Later higher rates of diabetes were recognized, and especially once studies realized that there was a self-reporting bias.
M. C. Guthrie, the chief medical director of the Bureau of Indian Affairs said "'ignorance, prejudice and superstition'...led Indians to seek the help of 'so-called medicine men and other charlatans,' rather than taking advantage of 'trained personnel.' To Guthrie, this was the mark of a primitive people,' a characterization with which few would have disagreed at the time.
"But what did 'primitive' signify in this context? Guthrie's comment alluded to one meaning: the direct antithesis of Enlightenment ideals of rationality, science, and hygiene, each of which symbolized the ability to control nature" (108).

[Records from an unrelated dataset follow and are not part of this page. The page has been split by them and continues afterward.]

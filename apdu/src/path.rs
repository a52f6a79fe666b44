// Copyright (c) 2022-2023 The MobileCoin Foundation

//! BIP32 derivation paths
//!
//! Paths are encoded on the wire as a component count followed by the
//! big-endian path components.
//!
//! ```text
//!  0                   1                   2                   3
//!  0 1 2 3 4 5 6 7 8 9 0 1 2 3 4 5 6 7 8 9 0 1 2 3 4 5 6 7 8 9 0 1
//! +-+-+-+-+-+-+-+-+-+-+-+-+-+-+-+-+-+-+-+-+-+-+-+-+-+-+-+-+-+-+-+-+
//! |      LEN      |            COMPONENT 0 (u32, big endian)      /
//! +-+-+-+-+-+-+-+-+-+-+-+-+-+-+-+-+-+-+-+-+-+-+-+-+-+-+-+-+-+-+-+-+
//! /               |                     ...                       /
//! +-+-+-+-+-+-+-+-+-+-+-+-+-+-+-+-+-+-+-+-+-+-+-+-+-+-+-+-+-+-+-+-+
//! ```

use std::{fmt::Display, str::FromStr};

use byteorder::{BigEndian, ByteOrder};
use encdec::{DecodeOwned, Encode};

use crate::{check_len, decode_exact, ApduError, ParamError};

/// Hardened component flag
pub const HARDENED: u32 = 0x8000_0000;

/// Maximum number of path components accepted by the device
pub const MAX_PATH_LEN: usize = 10;

/// Parsed BIP32 derivation path, `m` being the empty (root) path
#[derive(Clone, Debug, Default, PartialEq, Eq, Hash)]
pub struct BipPath(Vec<u32>);

impl BipPath {
    /// Create a path from raw components
    pub fn new(components: Vec<u32>) -> Result<Self, ParamError> {
        if components.len() > MAX_PATH_LEN {
            return Err(ParamError::PathTooLong(components.len()));
        }
        Ok(Self(components))
    }

    /// Empty (`m`) path
    pub fn empty() -> Self {
        Self(vec![])
    }

    /// Path components, hardened bit included
    pub fn components(&self) -> &[u32] {
        &self.0
    }

    /// Check whether this is the empty path
    pub fn is_empty(&self) -> bool {
        self.0.is_empty()
    }

    /// Encode path into the device wire format
    pub fn to_bytes(&self) -> Vec<u8> {
        let mut buff = vec![0u8; 1 + self.0.len() * 4];

        buff[0] = self.0.len() as u8;
        for (i, c) in self.0.iter().enumerate() {
            BigEndian::write_u32(&mut buff[1 + i * 4..], *c);
        }

        buff
    }

    /// Decode a path that must span the whole buffer
    pub fn from_bytes(buff: &[u8]) -> Result<Self, ApduError> {
        decode_exact(buff)
    }
}

impl Encode for BipPath {
    type Error = ApduError;

    fn encode_len(&self) -> Result<usize, Self::Error> {
        Ok(1 + self.0.len() * 4)
    }

    fn encode(&self, buff: &mut [u8]) -> Result<usize, Self::Error> {
        let b = self.to_bytes();
        check_len(buff, b.len())?;

        buff[..b.len()].copy_from_slice(&b);

        Ok(b.len())
    }
}

impl DecodeOwned for BipPath {
    type Output = Self;

    type Error = ApduError;

    fn decode_owned(buff: &[u8]) -> Result<(Self::Output, usize), Self::Error> {
        check_len(buff, 1)?;

        let n = buff[0] as usize;
        if n > MAX_PATH_LEN {
            return Err(ApduError::InvalidEncoding);
        }

        let len = 1 + n * 4;
        check_len(buff, len)?;

        let components = (0..n)
            .map(|i| BigEndian::read_u32(&buff[1 + i * 4..]))
            .collect();

        Ok((Self(components), len))
    }
}

impl FromStr for BipPath {
    type Err = ParamError;

    fn from_str(s: &str) -> Result<Self, Self::Err> {
        let invalid = || ParamError::InvalidPath(s.to_string());

        let mut parts = s.trim().split('/');

        // Paths must be rooted
        if parts.next() != Some("m") {
            return Err(invalid());
        }

        let mut components = vec![];
        for p in parts {
            let (n, hardened) = match p.strip_suffix(['\'', 'h']) {
                Some(n) => (n, true),
                None => (p, false),
            };

            let v = n.parse::<u32>().map_err(|_| invalid())?;
            if v & HARDENED != 0 {
                return Err(invalid());
            }

            components.push(if hardened { v | HARDENED } else { v });
        }

        Self::new(components)
    }
}

impl Display for BipPath {
    fn fmt(&self, f: &mut std::fmt::Formatter<'_>) -> std::fmt::Result {
        write!(f, "m")?;
        for c in &self.0 {
            match c & HARDENED != 0 {
                true => write!(f, "/{}'", c & !HARDENED)?,
                false => write!(f, "/{c}")?,
            }
        }
        Ok(())
    }
}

Geneticist James Neel described Native Americans as "'one of the last great resources for the study of primitive man, one of the last opportunities to attempt to fathom the nature of the forces to which man was responding during the course of human evolution.'
"...he and other scientists were imagining them as frozen in time at an earlier stage of human history.... Of course, in theory, Neel and other human geneticists could have viewed 'primitive' populations as simply having different gene frequencies than less 'primitive' populations--perhaps as the result of becoming reproductively isolated at some point in time--but the claim that one population represented an early stage in another population's evolutionary development reintroduced not only the notion of stasis, but also of racial hierarchy. Native Americans, they were implying, did not have different gene frequencies because their paths diverged from that of whites; they had different gene frequencies because they had not changed, while whites had. Put differently, they were less evolved" (119).
"The narrative that Neel ended up constructing could have been lifted almost entirely from early twentieth-century explanations for why Native Americans had succumbed disproportionately to tuberculosis. Once again, underlying structural inequalities were ignored and the bodies of primitive peoples were imagined as being forced to deal quickly with changes to which more civilized populations had had ample time to adapt" (132).
Other geneticists developed observations that "are consistent with Neel's hypothesis that diabetes results from the introduction of a steady food supply to people who have evolved a 'thrifty genotype'" (134).